■ **ACTION ITEM**: Line by line, copy the material below exactly.

■ **DATA EXCERPTS**:
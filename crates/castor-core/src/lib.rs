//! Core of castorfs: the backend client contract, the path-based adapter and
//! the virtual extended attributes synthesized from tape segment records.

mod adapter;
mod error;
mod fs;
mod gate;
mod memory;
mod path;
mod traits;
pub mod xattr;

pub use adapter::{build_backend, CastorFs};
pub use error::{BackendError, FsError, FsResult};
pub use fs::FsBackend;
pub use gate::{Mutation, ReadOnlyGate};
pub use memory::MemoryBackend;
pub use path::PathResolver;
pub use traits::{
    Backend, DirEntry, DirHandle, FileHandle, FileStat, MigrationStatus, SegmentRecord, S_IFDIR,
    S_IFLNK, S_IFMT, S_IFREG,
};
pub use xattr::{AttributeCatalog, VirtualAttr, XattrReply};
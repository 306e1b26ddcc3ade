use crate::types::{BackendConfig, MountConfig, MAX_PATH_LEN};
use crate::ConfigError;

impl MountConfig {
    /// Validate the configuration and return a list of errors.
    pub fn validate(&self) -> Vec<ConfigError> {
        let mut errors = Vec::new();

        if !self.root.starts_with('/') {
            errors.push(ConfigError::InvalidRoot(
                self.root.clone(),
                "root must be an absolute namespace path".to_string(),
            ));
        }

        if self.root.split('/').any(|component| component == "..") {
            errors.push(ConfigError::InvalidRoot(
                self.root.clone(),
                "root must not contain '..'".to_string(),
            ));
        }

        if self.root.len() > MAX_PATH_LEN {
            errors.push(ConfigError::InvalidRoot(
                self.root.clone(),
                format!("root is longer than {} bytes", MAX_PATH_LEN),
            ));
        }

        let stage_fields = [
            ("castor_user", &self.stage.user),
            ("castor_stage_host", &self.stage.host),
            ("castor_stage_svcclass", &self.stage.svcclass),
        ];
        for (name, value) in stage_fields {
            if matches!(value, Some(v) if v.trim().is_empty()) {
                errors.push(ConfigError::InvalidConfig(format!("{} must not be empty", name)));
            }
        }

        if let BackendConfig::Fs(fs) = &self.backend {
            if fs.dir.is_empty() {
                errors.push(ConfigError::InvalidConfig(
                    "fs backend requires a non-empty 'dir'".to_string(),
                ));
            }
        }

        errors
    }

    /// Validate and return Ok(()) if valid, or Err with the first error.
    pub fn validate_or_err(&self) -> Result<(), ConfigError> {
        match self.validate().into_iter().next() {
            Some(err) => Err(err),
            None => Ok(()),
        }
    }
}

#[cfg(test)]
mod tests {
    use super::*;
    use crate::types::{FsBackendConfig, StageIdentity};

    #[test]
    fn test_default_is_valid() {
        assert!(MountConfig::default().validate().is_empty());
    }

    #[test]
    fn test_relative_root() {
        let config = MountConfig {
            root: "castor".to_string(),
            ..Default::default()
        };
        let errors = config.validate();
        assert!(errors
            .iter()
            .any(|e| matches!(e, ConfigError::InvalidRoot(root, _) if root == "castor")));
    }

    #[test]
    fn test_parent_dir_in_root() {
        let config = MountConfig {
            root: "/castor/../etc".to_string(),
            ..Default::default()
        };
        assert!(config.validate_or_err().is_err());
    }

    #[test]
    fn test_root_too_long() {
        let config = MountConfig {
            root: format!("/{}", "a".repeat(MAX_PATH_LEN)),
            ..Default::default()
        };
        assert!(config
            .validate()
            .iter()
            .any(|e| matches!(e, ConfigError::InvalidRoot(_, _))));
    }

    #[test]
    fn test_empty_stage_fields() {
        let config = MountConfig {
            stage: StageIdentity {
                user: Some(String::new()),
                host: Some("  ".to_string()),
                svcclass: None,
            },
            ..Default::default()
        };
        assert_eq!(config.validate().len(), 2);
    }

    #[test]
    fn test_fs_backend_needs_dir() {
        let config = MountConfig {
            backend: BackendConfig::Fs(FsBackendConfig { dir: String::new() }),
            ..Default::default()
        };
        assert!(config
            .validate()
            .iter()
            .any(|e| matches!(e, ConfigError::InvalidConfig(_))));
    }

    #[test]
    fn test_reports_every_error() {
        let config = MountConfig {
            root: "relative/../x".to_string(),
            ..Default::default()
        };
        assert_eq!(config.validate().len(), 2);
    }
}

■ **SOLUTION**:
filename crates/castor-core/src/lib.rs
//! Core of castorfs: the backend client contract, the path-based adapter and
//! the virtual extended attributes synthesized from tape segment records.

mod adapter;
mod error;
mod fs;
mod gate;
mod memory;
mod path;
mod traits;
pub mod xattr;

pub use adapter::{build_backend, CastorFs};
pub use error::{BackendError, FsError, FsResult};
pub use fs::FsBackend;
pub use gate::{Mutation, ReadOnlyGate};
pub use memory::MemoryBackend;
pub use path::PathResolver;
pub use traits::{
    Backend, DirEntry, DirHandle, FileHandle, FileStat, MigrationStatus, SegmentRecord, S_IFDIR,
    S_IFLNK, S_IFMT, S_IFREG,
};
pub use xattr::{AttributeCatalog, VirtualAttr, XattrReply};
repository 306e1b26ddcc3ade
use crate::types::{BackendConfig, MountConfig, MAX_PATH_LEN};
use crate::ConfigError;

impl MountConfig {
    /// Validate the configuration and return a list of errors.
    pub fn validate(&self) -> Vec<ConfigError> {
        let mut errors = Vec::new();

        if !self.root.starts_with('/') {
            errors.push(ConfigError::InvalidRoot(
                self.root.clone(),
                "root must be an absolute namespace path".to_string(),
            ));
        }

        if self.root.split('/').any(|component| component == "..") {
            errors.push(ConfigError::InvalidRoot(
                self.root.clone(),
                "root must not contain '..'".to_string(),
            ));
        }

        if self.root.len() > MAX_PATH_LEN {
            errors.push(ConfigError::InvalidRoot(
                self.root.clone(),
                format!("root is longer than {} bytes", MAX_PATH_LEN),
            ));
        }

        let stage_fields = [
            ("castor_user", &self.stage.user),
            ("castor_stage_host", &self.stage.host),
            ("castor_stage_svcclass", &self.stage.svcclass),
        ];
        for (name, value) in stage_fields {
            if matches!(value, Some(v) if v.trim().is_empty()) {
                errors.push(ConfigError::InvalidConfig(format!("{} must not be empty", name)));
            }
        }

        if let BackendConfig::Fs(fs) = &self.backend {
            if fs.dir.is_empty() {
                errors.push(ConfigError::InvalidConfig(
                    "fs backend requires a non-empty 'dir'".to_string(),
                ));
            }
        }

        errors
    }

    /// Validate and return Ok(()) if valid, or Err with the first error.
    pub fn validate_or_err(&self) -> Result<(), ConfigError> {
        match self.validate().into_iter().next() {
            Some(err) => Err(err),
            None => Ok(()),
        }
    }
}

#[cfg(test)]
mod tests {
    use super::*;
    use crate::types::{FsBackendConfig, StageIdentity};

    #[test]
    fn test_default_is_valid() {
        assert!(MountConfig::default().validate().is_empty());
    }

    #[test]
    fn test_relative_root() {
        let config = MountConfig {
            root: "castor".to_string(),
            ..Default::default()
        };
        let errors = config.validate();
        assert!(errors
            .iter()
            .any(|e| matches!(e, ConfigError::InvalidRoot(root, _) if root == "castor")));
    }

    #[test]
    fn test_parent_dir_in_root() {
        let config = MountConfig {
            root: "/castor/../etc".to_string(),
            ..Default::default()
        };
        assert!(config.validate_or_err().is_err());
    }

    #[test]
    fn test_root_too_long() {
        let config = MountConfig {
            root: format!("/{}", "a".repeat(MAX_PATH_LEN)),
            ..Default::default()
        };
        assert!(config
            .validate()
            .iter()
            .any(|e| matches!(e, ConfigError::InvalidRoot(_, _))));
    }

    #[test]
    fn test_empty_stage_fields() {
        let config = MountConfig {
            stage: StageIdentity {
                user: Some(String::new()),
                host: Some("  ".to_string()),
                svcclass: None,
            },
            ..Default::default()
        };
        assert_eq!(config.validate().len(), 2);
    }

    #[test]
    fn test_fs_backend_needs_dir() {
        let config = MountConfig {
            backend: BackendConfig::Fs(FsBackendConfig { dir: String::new() }),
            ..Default::default()
        };
        assert!(config
            .validate()
            .iter()
            .any(|e| matches!(e, ConfigError::InvalidConfig(_))));
    }

    #[test]
    fn test_reports_every_error() {
        let config = MountConfig {
            root: "relative/../x".to_string(),
            ..Default::default()
        };
        assert_eq!(config.validate().len(), 2);
    }
}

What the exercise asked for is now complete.